It certainly wasn’t what the Marlins were expecting after acquiring him from the Astros the previous season and after watching him go 4-4 with a 2.39 ERA in his 10 starts with them after the deal.
Now, though, the vertigo is behind him and the Marlins, under the tutelage of pitching coaches Juan Nieves and Jim Benedict, are hoping for a bounce-back season. It’s why, when the Marlins went to Kissimmee on Saturday to face the Astros, the two coaches remained behind to watch Cosart pitch in a minor-league game.

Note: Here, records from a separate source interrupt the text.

//! Attestation Key Generation Utility
//!
//! This binary generates a new secp256k1 key pair for the trusted relay.
//!
//! ## Usage
//!
//! ```bash
//! # Generate a new key
//! cargo run --bin generate_keys
//!
//! # Export the private key before starting the relay
//! export RELAY_SIGNING_KEY=<private key hex>
//! ```
//!
//! ## Output
//!
//! The script outputs:
//! - Private key (hex encoded) - for the RELAY_SIGNING_KEY environment variable
//! - Relayer address - deploy the inbox contracts with this as the trusted relayer

use k256::ecdsa::SigningKey;
use rand::Rng;
use sha3::{Digest, Keccak256};

fn main() {
    // Generate a new secp256k1 key pair
    let mut rng = rand::rngs::OsRng;
    let mut secret_key_bytes = [0u8; 32];
    rng.fill(&mut secret_key_bytes);
    let signing_key = match SigningKey::from_bytes(&secret_key_bytes.into()) {
        Ok(key) => key,
        Err(_) => {
            // Astronomically unlikely: the random scalar fell outside the
            // curve order. Ask the operator to rerun rather than looping.
            eprintln!("Generated scalar was invalid; please run again");
            std::process::exit(1);
        }
    };

    let point = signing_key.verifying_key().to_encoded_point(false);
    let hash = Keccak256::digest(&point.as_bytes()[1..]);
    let address = format!("0x{}", hex::encode(&hash[12..]));

    println!("Generated secp256k1 Key Pair:");
    println!("Private Key (hex): 0x{}", hex::encode(secret_key_bytes));
    println!("Relayer Address:   {}", address);
    println!();
    println!("Export the private key as RELAY_SIGNING_KEY and set relayer_addr");
    println!("in config/relay.toml to the address above.");
}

“We’re trying to get his physical gifts out,” Benedict said between innings while seated in a golf cart behind the backstop screen. “I know that we’ve got to try to make him achieve what he’s capable of doing.”
And the Marlins believe Cosart can do a lot.
Before boarding the bus to Kissimmee, Mattingly went so far as to declare Cosart as a “key” to the Marlins’ success this season.
“You can count on Jose is Jose,” Mattingly said of Fernandez. “Chen’s got a pretty good track record. Tommy’s [Koehler] starting to form a track record.”
Cosart is a different story. He’s blessed with talent, but the results have been inconsistent.
“With Jarred, it’s been a guy with really good stuff, but just hasn’t quite panned out — some of it no fault of his own,” Mattingly said, referring to Cosart’s vertigo problems last season.
With the vertigo now a thing of the past, Cosart said he has never felt more confident.
“It’s just great to feel normal, like I did from the first day I stepped on a baseball field,” he said. “I guess it’s kind of like a load off your back.”
Throw in a “new delivery, new mind-set,” and Cosart is hungering to add his name in the rotation.
“I came in with head down to camp, didn’t say much,” Cosart said or his determination heading into spring training. “I just wanted to compete and pitch. Things got a little easier when [Nieves and Benedict] got their hands on me and made pitching a lot easier for me.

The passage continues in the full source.